• REQUIREMENT
Among the entries below, one stretch runs from the line that contains "pub fn locate(&self)" through the line that contains "let mut child = Command::new(&binary)". Repeat that stretch exactly, ends included, and only that.

• Stored items
________________

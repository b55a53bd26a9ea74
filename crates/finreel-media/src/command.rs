//! FFmpeg command builder and runner.

use std::collections::VecDeque;
use std::path::{Path, PathBuf};
use std::process::{ExitStatus, Stdio};
use std::time::{Duration, Instant};

use async_trait::async_trait;
use finreel_models::EncodingProfile;
use tokio::io::{AsyncBufReadExt, BufReader};
use tokio::process::{Child, Command};
use tracing::{debug, warn};

use crate::encoder::Encoder;
use crate::error::{MediaError, MediaResult};
use crate::progress::{is_progress_line, parse_progress_line, FfmpegProgress};

/// Default encoder timeout.
pub const DEFAULT_TIMEOUT_SECS: u64 = 600;

/// Diagnostic lines kept from stderr for error reports.
const STDERR_TAIL_LINES: usize = 64;

/// How long to wait for stderr to drain after the process exits.
const STDERR_DRAIN_TIMEOUT: Duration = Duration::from_secs(5);

/// Histogram of encoder wall time.
const ENCODER_DURATION_SECONDS: &str = "finreel_encoder_duration_seconds";

/// One `-i` input with the options that precede it.
#[derive(Debug, Clone, PartialEq, Eq)]
struct Input {
    args: Vec<String>,
    source: String,
}

/// Builder for FFmpeg commands.
#[derive(Debug, Clone)]
pub struct FfmpegCommand {
    inputs: Vec<Input>,
    /// Output file path
    output: PathBuf,
    /// Output arguments (after the last -i)
    output_args: Vec<String>,
    /// Whether to overwrite output
    overwrite: bool,
    /// Log level
    log_level: String,
}

impl FfmpegCommand {
    /// Create a new FFmpeg command writing to `output`.
    pub fn new(output: impl AsRef<Path>) -> Self {
        Self {
            inputs: Vec::new(),
            output: output.as_ref().to_path_buf(),
            output_args: Vec::new(),
            overwrite: true,
            log_level: "error".to_string(),
        }
    }

    /// Add a plain input.
    pub fn input(self, source: impl Into<String>) -> Self {
        self.input_with_args(Vec::<String>::new(), source)
    }

    /// Add an input preceded by its own options (e.g. `-f concat`).
    pub fn input_with_args<I, S>(mut self, args: I, source: impl Into<String>) -> Self
    where
        I: IntoIterator<Item = S>,
        S: Into<String>,
    {
        self.inputs.push(Input {
            args: args.into_iter().map(Into::into).collect(),
            source: source.into(),
        });
        self
    }

    /// Add a lavfi-generated input.
    pub fn lavfi_input(self, graph: impl Into<String>) -> Self {
        self.input_with_args(["-f", "lavfi"], graph)
    }

    /// Add output arguments.
    pub fn output_arg(mut self, arg: impl Into<String>) -> Self {
        self.output_args.push(arg.into());
        self
    }

    /// Add multiple output arguments.
    pub fn output_args<I, S>(mut self, args: I) -> Self
    where
        I: IntoIterator<Item = S>,
        S: Into<String>,
    {
        self.output_args.extend(args.into_iter().map(Into::into));
        self
    }

    /// Set video filter.
    pub fn video_filter(self, filter: impl Into<String>) -> Self {
        self.output_arg("-vf").output_arg(filter)
    }

    /// Stop at the end of the shortest input.
    pub fn shortest(self) -> Self {
        self.output_arg("-shortest")
    }

    /// Apply codec, pixel format and container options.
    pub fn profile(self, profile: &EncodingProfile) -> Self {
        self.output_args(profile.to_ffmpeg_args())
    }

    /// Set log level.
    pub fn log_level(mut self, level: impl Into<String>) -> Self {
        self.log_level = level.into();
        self
    }

    pub fn output(&self) -> &Path {
        &self.output
    }

    /// Build the command arguments.
    pub fn build_args(&self) -> Vec<String> {
        let mut args = Vec::new();

        if self.overwrite {
            args.push("-y".to_string());
        }

        args.push("-hide_banner".to_string());
        args.push("-nostdin".to_string());
        args.push("-v".to_string());
        args.push(self.log_level.clone());

        // Progress output to stderr
        args.push("-progress".to_string());
        args.push("pipe:2".to_string());

        for input in &self.inputs {
            args.extend(input.args.iter().cloned());
            args.push("-i".to_string());
            args.push(input.source.clone());
        }

        args.extend(self.output_args.iter().cloned());
        args.push(self.output.to_string_lossy().to_string());

        args
    }
}

/// Runs FFmpeg as a child process with a timeout.
#[derive(Debug, Clone)]
pub struct FfmpegRunner {
    /// Binary name or path
    binary: String,
    /// Timeout in seconds
    timeout_secs: Option<u64>,
}

impl Default for FfmpegRunner {
    fn default() -> Self {
        Self::new()
    }
}

impl FfmpegRunner {
    /// Create a new runner for `ffmpeg` on PATH.
    pub fn new() -> Self {
        Self {
            binary: "ffmpeg".to_string(),
            timeout_secs: Some(DEFAULT_TIMEOUT_SECS),
        }
    }

    /// Use a specific binary.
    pub fn with_binary(mut self, binary: impl Into<String>) -> Self {
        self.binary = binary.into();
        self
    }

    /// Set timeout; `0` disables it.
    pub fn with_timeout(mut self, secs: u64) -> Self {
        self.timeout_secs = (secs > 0).then_some(secs);
        self
    }

    pub fn timeout_secs(&self) -> Option<u64> {
        self.timeout_secs
    }

    /// Resolve the binary to a path.
    pub fn locate(&self) -> MediaResult<PathBuf> {
        which::which(&self.binary).map_err(|_| MediaError::FfmpegNotFound(self.binary.clone()))
    }

    /// Run an FFmpeg command with progress callback.
    pub async fn run_with_progress<F>(&self, cmd: &FfmpegCommand, progress_callback: F) -> MediaResult<()>
    where
        F: Fn(FfmpegProgress) + Send + 'static,
    {
        let binary = self.locate()?;
        let args = cmd.build_args();
        debug!("Running FFmpeg: {} {}", binary.display(), args.join(" "));

        let started = Instant::now();
        let mut child = Command::new(&binary)
            .args(&args)
            .stdin(Stdio::null())
            .stdout(Stdio::null())
            .stderr(Stdio::piped())
            .kill_on_drop(true)
            .spawn()?;

        let stderr = child
            .stderr
            .take()
            .ok_or_else(|| MediaError::internal("FFmpeg stderr not captured"))?;

        // Progress lines are parsed; everything else is kept as diagnostics.
        let stderr_handle = tokio::spawn(async move {
            let mut reader = BufReader::new(stderr).lines();
            let mut current = FfmpegProgress::default();
            let mut tail: VecDeque<String> = VecDeque::with_capacity(STDERR_TAIL_LINES);

            while let Ok(Some(line)) = reader.next_line().await {
                if is_progress_line(&line) {
                    if let Some(progress) = parse_progress_line(&line, &mut current) {
                        progress_callback(progress);
                    }
                    continue;
                }
                if tail.len() == STDERR_TAIL_LINES {
                    tail.pop_front();
                }
                tail.push_back(line);
            }

            Vec::from(tail).join("\n")
        });

        let result = self.wait_for_completion(&mut child).await;
        // A grandchild holding the pipe open must not stall the caller.
        let stderr_tail = match tokio::time::timeout(STDERR_DRAIN_TIMEOUT, stderr_handle).await {
            Ok(Ok(tail)) => tail,
            _ => String::new(),
        };

        metrics::histogram!(ENCODER_DURATION_SECONDS).record(started.elapsed().as_secs_f64());

        let status = result?;
        if status.success() {
            Ok(())
        } else {
            let message = match status.code() {
                Some(code) => format!("FFmpeg exited with status {}", code),
                None => "FFmpeg terminated by signal".to_string(),
            };
            Err(MediaError::ffmpeg_failed(
                message,
                (!stderr_tail.is_empty()).then_some(stderr_tail),
                status.code(),
            ))
        }
    }

    /// Wait for the child, killing it on timeout.
    async fn wait_for_completion(&self, child: &mut Child) -> MediaResult<ExitStatus> {
        let Some(timeout_secs) = self.timeout_secs else {
            return Ok(child.wait().await?);
        };

        match tokio::time::timeout(Duration::from_secs(timeout_secs), child.wait()).await {
            Ok(status) => Ok(status?),
            Err(_) => {
                warn!("FFmpeg timed out after {} seconds, killing process", timeout_secs);
                if let Err(e) = child.kill().await {
                    warn!("Failed to kill FFmpeg: {}", e);
                }
                Err(MediaError::Timeout(timeout_secs))
            }
        }
    }
}

#[async_trait]
impl Encoder for FfmpegRunner {
    async fn run(&self, cmd: &FfmpegCommand) -> MediaResult<()> {
        self.run_with_progress(cmd, |progress| {
            debug!(
                frame = progress.frame,
                out_time_ms = progress.out_time_ms,
                speed = progress.speed,
                "FFmpeg progress"
            );
        })
        .await
    }
}
//! Output encoding profile.

use schemars::JsonSchema;
use serde::{Deserialize, Serialize};

/// Default video codec (H.264)
pub const DEFAULT_VIDEO_CODEC: &str = "libx264";
/// Default encoding preset
pub const DEFAULT_PRESET: &str = "fast";
/// Pixel format playable on every browser and phone
pub const DEFAULT_PIXEL_FORMAT: &str = "yuv420p";
/// Default audio codec
pub const DEFAULT_AUDIO_CODEC: &str = "aac";
/// Default audio bitrate
pub const DEFAULT_AUDIO_BITRATE: &str = "192k";

/// Baseline profile shared by every rendered artifact.
#[derive(Debug, Clone, PartialEq, Eq, Serialize, Deserialize, JsonSchema)]
pub struct EncodingProfile {
    #[serde(default = "default_video_codec")]
    pub codec: String,

    #[serde(default = "default_preset")]
    pub preset: String,

    #[serde(default = "default_pixel_format")]
    pub pixel_format: String,

    #[serde(default = "default_audio_codec")]
    pub audio_codec: String,

    #[serde(default = "default_audio_bitrate")]
    pub audio_bitrate: String,

    /// Move the moov atom to the front for progressive playback
    #[serde(default = "default_faststart")]
    pub faststart: bool,
}

fn default_video_codec() -> String {
    DEFAULT_VIDEO_CODEC.to_string()
}
fn default_preset() -> String {
    DEFAULT_PRESET.to_string()
}
fn default_pixel_format() -> String {
    DEFAULT_PIXEL_FORMAT.to_string()
}
fn default_audio_codec() -> String {
    DEFAULT_AUDIO_CODEC.to_string()
}
fn default_audio_bitrate() -> String {
    DEFAULT_AUDIO_BITRATE.to_string()
}
fn default_faststart() -> bool {
    true
}

impl Default for EncodingProfile {
    fn default() -> Self {
        Self {
            codec: default_video_codec(),
            preset: default_preset(),
            pixel_format: default_pixel_format(),
            audio_codec: default_audio_codec(),
            audio_bitrate: default_audio_bitrate(),
            faststart: default_faststart(),
        }
    }
}

impl EncodingProfile {
    /// FFmpeg output arguments for this profile.
    pub fn to_ffmpeg_args(&self) -> Vec<String> {
        let mut args = vec![
            "-c:v".to_string(),
            self.codec.clone(),
            "-preset".to_string(),
            self.preset.clone(),
            "-pix_fmt".to_string(),
            self.pixel_format.clone(),
            "-c:a".to_string(),
            self.audio_codec.clone(),
            "-b:a".to_string(),
            self.audio_bitrate.clone(),
        ];
        if self.faststart {
            args.push("-movflags".to_string());
            args.push("+faststart".to_string());
        }
        args
    }
}
//! HTTP middleware.

use std::time::Instant;

use axum::body::Body;
use axum::http::{header, HeaderValue, Request, Response, StatusCode};
use axum::middleware::Next;
use tower_http::cors::{Any, CorsLayer};
use tracing::info;
use uuid::Uuid;

/// Request ID carried in request extensions.
#[derive(Debug, Clone)]
pub struct RequestId(pub String);

const REQUEST_ID_HEADER: &str = "X-Request-ID";

/// Body detail served in place of internal errors in production.
pub const INTERNAL_ERROR_DETAIL: &str = "An internal error occurred";

/// Create CORS layer.
pub fn cors_layer(origins: &[String]) -> CorsLayer {
    use axum::http::Method;

    let base = CorsLayer::new()
        .allow_methods([Method::GET, Method::POST, Method::OPTIONS])
        .max_age(std::time::Duration::from_secs(600));

    if origins.iter().any(|o| o == "*") {
        base.allow_headers(Any).allow_origin(Any)
    } else {
        let origins: Vec<HeaderValue> = origins.iter().filter_map(|o| o.parse().ok()).collect();
        base.allow_headers([header::CONTENT_TYPE, header::ACCEPT, header::ORIGIN])
            .allow_origin(origins)
    }
}

/// Propagate or assign a request ID.
pub async fn request_id(mut request: Request<Body>, next: Next) -> Response<Body> {
    let request_id = request
        .headers()
        .get(REQUEST_ID_HEADER)
        .and_then(|v| v.to_str().ok())
        .map(|s| s.to_string())
        .unwrap_or_else(|| Uuid::new_v4().to_string());

    request.extensions_mut().insert(RequestId(request_id.clone()));

    let mut response = next.run(request).await;

    if let Ok(header_value) = request_id.parse() {
        response.headers_mut().insert(REQUEST_ID_HEADER, header_value);
    }

    response
}

/// Replace the detail of 500 responses with a generic message.
///
/// Installed in production only. Gateway timeouts keep their detail.
pub async fn redact_internal_errors(request: Request<Body>, next: Next) -> Response<Body> {
    let response = next.run(request).await;
    if response.status() != StatusCode::INTERNAL_SERVER_ERROR {
        return response;
    }

    let (mut parts, _) = response.into_parts();
    parts.headers.remove(header::CONTENT_LENGTH);
    let body = serde_json::json!({ "detail": INTERNAL_ERROR_DETAIL }).to_string();
    Response::from_parts(parts, Body::from(body))
}

/// Request logging middleware.
pub async fn request_logging(request: Request<Body>, next: Next) -> Response<Body> {
    let method = request.method().clone();
    let uri = request.uri().clone();
    let request_id = request.extensions().get::<RequestId>().map(|r| r.0.clone()).unwrap_or_default();
    let start = Instant::now();

    let response = next.run(request).await;

    let status = response.status();
    let duration = start.elapsed();

    if !matches!(uri.path(), "/health" | "/healthz" | "/metrics") {
        info!(
            method = %method,
            uri = %uri,
            status = %status,
            request_id = %request_id,
            duration_ms = %duration.as_millis(),
            "Request completed"
        );
    }

    response
}
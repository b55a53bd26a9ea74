//! Filesystem-backed object store for local development and tests.
//!
//! `gs://bucket/a/b.mp4` maps to `<root>/bucket/a/b.mp4`. The content type
//! of each upload is kept in a sibling `<file>.content-type` file.

use std::path::{Component, Path, PathBuf};

use async_trait::async_trait;
use tracing::debug;

use finreel_models::ObjectPath;

use crate::error::{StorageError, StorageResult};
use crate::store::ObjectStore;

const CONTENT_TYPE_SUFFIX: &str = ".content-type";

/// Object store rooted at a local directory.
#[derive(Debug, Clone)]
pub struct LocalObjectStore {
    root: PathBuf,
}

impl LocalObjectStore {
    pub fn new(root: impl Into<PathBuf>) -> Self {
        Self { root: root.into() }
    }

    pub fn root(&self) -> &Path {
        &self.root
    }

    /// Filesystem location of an object.
    pub fn resolve(&self, path: &ObjectPath) -> StorageResult<PathBuf> {
        let mut resolved = self.root.clone();
        for part in [path.bucket(), path.object()] {
            for component in Path::new(part).components() {
                match component {
                    Component::Normal(segment) => resolved.push(segment),
                    _ => {
                        return Err(StorageError::InvalidKey(path.to_string()));
                    }
                }
            }
        }
        Ok(resolved)
    }

    /// Content type recorded for an uploaded object.
    pub async fn content_type(&self, path: &ObjectPath) -> StorageResult<Option<String>> {
        let sidecar = sidecar_path(&self.resolve(path)?);
        match tokio::fs::read_to_string(&sidecar).await {
            Ok(value) => Ok(Some(value)),
            Err(e) if e.kind() == std::io::ErrorKind::NotFound => Ok(None),
            Err(e) => Err(e.into()),
        }
    }
}

fn sidecar_path(file: &Path) -> PathBuf {
    let mut name = file.as_os_str().to_owned();
    name.push(CONTENT_TYPE_SUFFIX);
    PathBuf::from(name)
}

#[async_trait]
impl ObjectStore for LocalObjectStore {
    async fn download(&self, path: &ObjectPath, local: &Path) -> StorageResult<()> {
        let source = self.resolve(path)?;
        if !tokio::fs::try_exists(&source).await? {
            return Err(StorageError::not_found(path.to_string()));
        }

        if let Some(parent) = local.parent() {
            tokio::fs::create_dir_all(parent).await?;
        }
        tokio::fs::copy(&source, local)
            .await
            .map_err(|e| StorageError::download_failed(format!("{}: {}", path, e)))?;

        debug!("Copied {} to {}", source.display(), local.display());
        Ok(())
    }

    async fn upload(&self, local: &Path, path: &ObjectPath, content_type: &str) -> StorageResult<()> {
        let dest = self.resolve(path)?;
        if let Some(parent) = dest.parent() {
            tokio::fs::create_dir_all(parent).await?;
        }

        tokio::fs::copy(local, &dest)
            .await
            .map_err(|e| StorageError::upload_failed(format!("{}: {}", path, e)))?;
        tokio::fs::write(sidecar_path(&dest), content_type).await?;

        debug!("Copied {} to {}", local.display(), dest.display());
        Ok(())
    }
}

________________

• ANSWER
    pub fn locate(&self) -> MediaResult<PathBuf> {
        which::which(&self.binary).map_err(|_| MediaError::FfmpegNotFound(self.binary.clone()))
    }

    /// Run an FFmpeg command with progress callback.
    pub async fn run_with_progress<F>(&self, cmd: &FfmpegCommand, progress_callback: F) -> MediaResult<()>
    where
        F: Fn(FfmpegProgress) + Send + 'static,
    {
        let binary = self.locate()?;
        let args = cmd.build_args();
        debug!("Running FFmpeg: {} {}", binary.display(), args.join(" "));

        let started = Instant::now();
        let mut child = Command::new(&binary)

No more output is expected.